Fractal patterns had, however, never been seen before on the surfaces of single cancer cells. The new observation could be significant because scientists already know that the surface of a cancer cell plays an important role in "metastasis". This is the process whereby cancer cells manage to leave a primary tumour – often forcing their way through healthy tissue – and travel to other parts of the body to create secondary tumours.

Immortal cells

The new study was carried out using cells cultured in the laboratory. Three types of human cervical epithelial cells were studied: normal cells taken from healthy women; malignant cancer cells taken from cancer patients; and "immortal" pre-cancerous cells that were created by treating some of the healthy cells with a human papilloma virus genome. The cells were then freeze-dried so that they could be studied with an AFM.

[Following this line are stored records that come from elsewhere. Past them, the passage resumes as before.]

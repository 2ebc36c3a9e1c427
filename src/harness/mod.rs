//! Стенды для сравнения `SegmentedList` с коллекциями стандартной
//! библиотеки: общий контракт операций, перекрёстная проверка результатов
//! и замер времени по фазам.

pub mod accuracy;
pub mod reference;
pub mod report;
pub mod timing;

pub use accuracy::{cross_check, Divergence};
pub use reference::{all_implementations, apply, ListOps, Op, Outcome};
pub use report::{BenchReport, BenchRow};
pub use timing::{millis, PhaseTimings, TimingHarness};
pub mod list;

pub use list::*;

use crate::{ErrorExt, StatusCode};

/// Ошибка с произвольным кодом и сообщением (используется `bail!`).
#[derive(Debug, Clone)]
pub struct GenericError {
    code: StatusCode,
    message: String,
}

impl GenericError {
    pub fn new(
        code: StatusCode,
        message: impl Into<String>,
    ) -> Self {
        Self {
            code,
            message: message.into(),
        }
    }
}

impl std::fmt::Display for GenericError {
    fn fmt(
        &self,
        f: &mut std::fmt::Formatter<'_>,
    ) -> std::fmt::Result {
        write!(f, "{}", self.message)
    }
}

impl std::error::Error for GenericError {}

impl ErrorExt for GenericError {
    fn status_code(&self) -> StatusCode {
        self.code
    }

    fn as_any(&self) -> &dyn std::any::Any {
        self
    }
}

/// Конвертация из std::io::Error (печать отчёта бенчмарка).
impl From<std::io::Error> for crate::StackError {
    fn from(err: std::io::Error) -> Self {
        let code = match err.kind() {
            std::io::ErrorKind::NotFound => StatusCode::NotFound,
            _ => StatusCode::Io,
        };

        crate::StackError::new(GenericError::new(code, err.to_string()))
    }
}

////////////////////////////////////////////////////////////////////////////////
// Тесты
////////////////////////////////////////////////////////////////////////////////
use std::{fmt::Write, time::Duration};

use serde::Serialize;

use super::timing::{millis, PhaseTimings};
use crate::error::HarnessResult;

/// Строка отчёта: времена фаз одной реализации в миллисекундах.
#[derive(Debug, Clone, PartialEq, Eq, Serialize)]
pub struct BenchRow {
    pub implementation: String,
    pub add_ms: u64,
    pub remove_ms: u64,
    pub get_ms: u64,
    pub total_ms: u64,
}

impl BenchRow {
    pub fn new(
        implementation: impl Into<String>,
        timings: &PhaseTimings,
    ) -> Self {
        Self {
            implementation: implementation.into(),
            add_ms: millis(timings.add),
            remove_ms: millis(timings.remove),
            get_ms: millis(timings.get),
            total_ms: millis(timings.total()),
        }
    }
}

/// Итог прогона стенда по всем реализациям.
#[derive(Debug, Clone, Default, Serialize)]
pub struct BenchReport {
    pub seed: u64,
    pub fragment: usize,
    pub test_size: usize,
    pub rounds: usize,
    pub wall_ms: u64,
    pub rows: Vec<BenchRow>,
}

impl BenchReport {
    pub fn new(
        seed: u64,
        fragment: usize,
        test_size: usize,
        rounds: usize,
    ) -> Self {
        Self {
            seed,
            fragment,
            test_size,
            rounds,
            ..Default::default()
        }
    }

    pub fn push_row(
        &mut self,
        row: BenchRow,
    ) {
        self.rows.push(row);
    }

    pub fn set_wall_time(
        &mut self,
        elapsed: Duration,
    ) {
        self.wall_ms = millis(elapsed);
    }

    /// Самая быстрая по сумме фаз реализация.
    pub fn fastest(&self) -> Option<&BenchRow> {
        self.rows.iter().min_by_key(|r| r.total_ms)
    }

    /// Выровненная текстовая таблица.
    pub fn render_table(&self) -> String {
        let name_width = self
            .rows
            .iter()
            .map(|r| r.implementation.len())
            .max()
            .unwrap_or(0)
            .max("implementation".len());

        let mut out = String::new();
        let _ = writeln!(
            out,
            "seed={} fragment={} test_size={} rounds={} wall={}ms",
            self.seed, self.fragment, self.test_size, self.rounds, self.wall_ms
        );
        let _ = writeln!(
            out,
            "{:<name_width$}  {:>10}  {:>10}  {:>10}  {:>10}",
            "implementation", "add ms", "remove ms", "get ms", "total ms"
        );
        let _ = writeln!(out, "{}", "-".repeat(name_width + 4 * 12));

        for row in &self.rows {
            let _ = writeln!(
                out,
                "{:<name_width$}  {:>10}  {:>10}  {:>10}  {:>10}",
                row.implementation, row.add_ms, row.remove_ms, row.get_ms, row.total_ms
            );
        }
        out
    }

    pub fn to_json(&self) -> HarnessResult<String> {
        Ok(serde_json::to_string_pretty(self)?)
    }
}

#[cfg(test)]
mod tests {
    use super::*;

    fn timings(
        add: u64,
        remove: u64,
        get: u64,
    ) -> PhaseTimings {
        PhaseTimings {
            add: Duration::from_millis(add),
            remove: Duration::from_millis(remove),
            get: Duration::from_millis(get),
        }
    }

    fn sample() -> BenchReport {
        let mut report = BenchReport::new(7, 1000, 200_000, 50);
        report.push_row(BenchRow::new("Vec", &timings(120, 30, 0)));
        report.push_row(BenchRow::new("SegmentedList", &timings(15, 4, 2)));
        report.set_wall_time(Duration::from_millis(300));
        report
    }

    #[test]
    fn test_row_clamps_zero_to_one_ms() {
        let row = BenchRow::new("Vec", &timings(120, 30, 0));
        assert_eq!(row.get_ms, 1);
        assert_eq!(row.total_ms, 150);
    }

    #[test]
    fn test_fastest() {
        let report = sample();
        assert_eq!(report.fastest().map(|r| r.implementation.as_str()), Some("SegmentedList"));
        assert!(BenchReport::default().fastest().is_none());
    }

    #[test]
    fn test_table_is_aligned() {
        let table = sample().render_table();
        let lines: Vec<&str> = table.lines().collect();

        assert!(lines[0].contains("seed=7"));
        assert!(lines[1].starts_with("implementation"));
        assert_eq!(lines.len(), 5);
        assert_eq!(lines[3].len(), lines[4].len());
        assert!(lines[4].starts_with("SegmentedList"));
    }

    #[test]
    fn test_json_has_rows() {
        let json = sample().to_json().unwrap();
        let value: serde_json::Value = serde_json::from_str(&json).unwrap();

        assert_eq!(value["seed"], 7);
        assert_eq!(value["rows"][1]["implementation"], "SegmentedList");
        assert_eq!(value["rows"][1]["add_ms"], 15);
    }
}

The researchers mapped the structural features of the surfaces of the cells at a resolution of less than about 20 nm per image pixel. In particular, the AFM measured the "stickiness" between the instrument's tiny probe and the cellular surface. The images were then processed using a Fourier transform to identify any repeating patterns. The team then analysed this information for signs of patterns that repeat on a number of different length scales – a hallmark of a fractal pattern.

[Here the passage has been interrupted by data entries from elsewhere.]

//! Storage backend boundary.
//!
//! The engine only consults the saturation probe; object and ledger fetch
//! operations live behind the concrete backend and are opaque to dispatch.

/// Saturation probe for the storage layer.
pub trait Backend: Send + Sync {
    /// Whether the backend is too loaded to take more local work. The busy
    /// gate rejects local requests while this holds; forwarded requests are
    /// unaffected since they never touch local storage.
    fn is_too_busy(&self) -> bool;
}
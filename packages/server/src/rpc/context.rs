//! Per-call request context and the handler-facing execution context.

use std::sync::Weak;

use serde_json::Value;

/// Boundary trait for the transport connection a call arrived on.
///
/// Dispatch holds only a weak reference: processing a request must never keep
/// a closed connection alive.
pub trait Session: Send + Sync {
    /// Stable identifier of the connection, for logging and feed bookkeeping.
    fn session_id(&self) -> u64;
}

/// Everything dispatch needs to know about one parsed client call. Owned
/// exclusively by the unit of work processing the call.
#[derive(Clone)]
pub struct RequestContext {
    /// Method name as received from the client.
    pub method: String,
    /// Request parameters (a JSON object for well-formed requests).
    pub params: Value,
    /// Originating connection, if the transport exposes one.
    pub session: Option<Weak<dyn Session>>,
    /// Source address of the client.
    pub client_ip: String,
    /// Requested API version; zero means unset.
    pub api_version: u32,
}

impl RequestContext {
    /// Creates a context with no session and an unset API version.
    #[must_use]
    pub fn new(method: impl Into<String>, params: Value, client_ip: impl Into<String>) -> Self {
        Self {
            method: method.into(),
            params,
            session: None,
            client_ip: client_ip.into(),
            api_version: 0,
        }
    }
}

/// Execution context handed to the matched handler, derived per call by the
/// engine (admin flag resolved through the configured verifier).
#[derive(Clone)]
pub struct HandlerContext {
    pub session: Option<Weak<dyn Session>>,
    pub is_admin: bool,
    pub client_ip: String,
    pub api_version: u32,
}
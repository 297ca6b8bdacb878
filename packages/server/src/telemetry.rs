//! Tracing subscriber setup for embedding binaries.

use tracing_subscriber::EnvFilter;

/// Installs the global tracing subscriber: compact fmt output filtered by
/// `RUST_LOG` (default level `info`). Safe to call more than once; later
/// calls are no-ops.
pub fn init() {
    let filter = EnvFilter::try_from_default_env().unwrap_or_else(|_| EnvFilter::new("info"));
    let _ = tracing_subscriber::fmt()
        .with_env_filter(filter)
        .compact()
        .try_init();
}

#[cfg(test)]
mod tests {
    use super::*;

    #[test]
    fn init_is_idempotent() {
        init();
        init();
    }
}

The team found that the surfaces of both healthy cells and cancer cells did not have fractal patterns, whereas such patterns were seen on the pre-cancerous cells. This finding was unexpected. "Despite previous expectations that fractal patterns are associated with cancer cells," says Sokolov, "we found that fractal geometry only occurs at a limited period of development when immortal cells become cancerous."

Surface transformation

According to Sokolov, the team also discovered that cells deviate more from fractal behaviour when they further progress towards cancer, while normal cells do not have fractal patterns. This could mean that the fractal pre-cancerous phase plays a role in transforming the surface of a healthy cell to that of a cancer cell.

Sokolov and colleagues hope that their discovery could help to identify "weak points" in the transition from healthy to cancerous cells that could be targeted to stop the development of cancer. Such a transition could involve instabilities in biological processes that occur in the cell and lead to chaotic behaviour at the surface. If these instabilities could be prevented from emerging, then the progression to cancer could be halted.

"We need to further our understanding as to how important the cell surface is in the development of cancer," concludes Sokolov.

The research is described in the New Journal of Physics.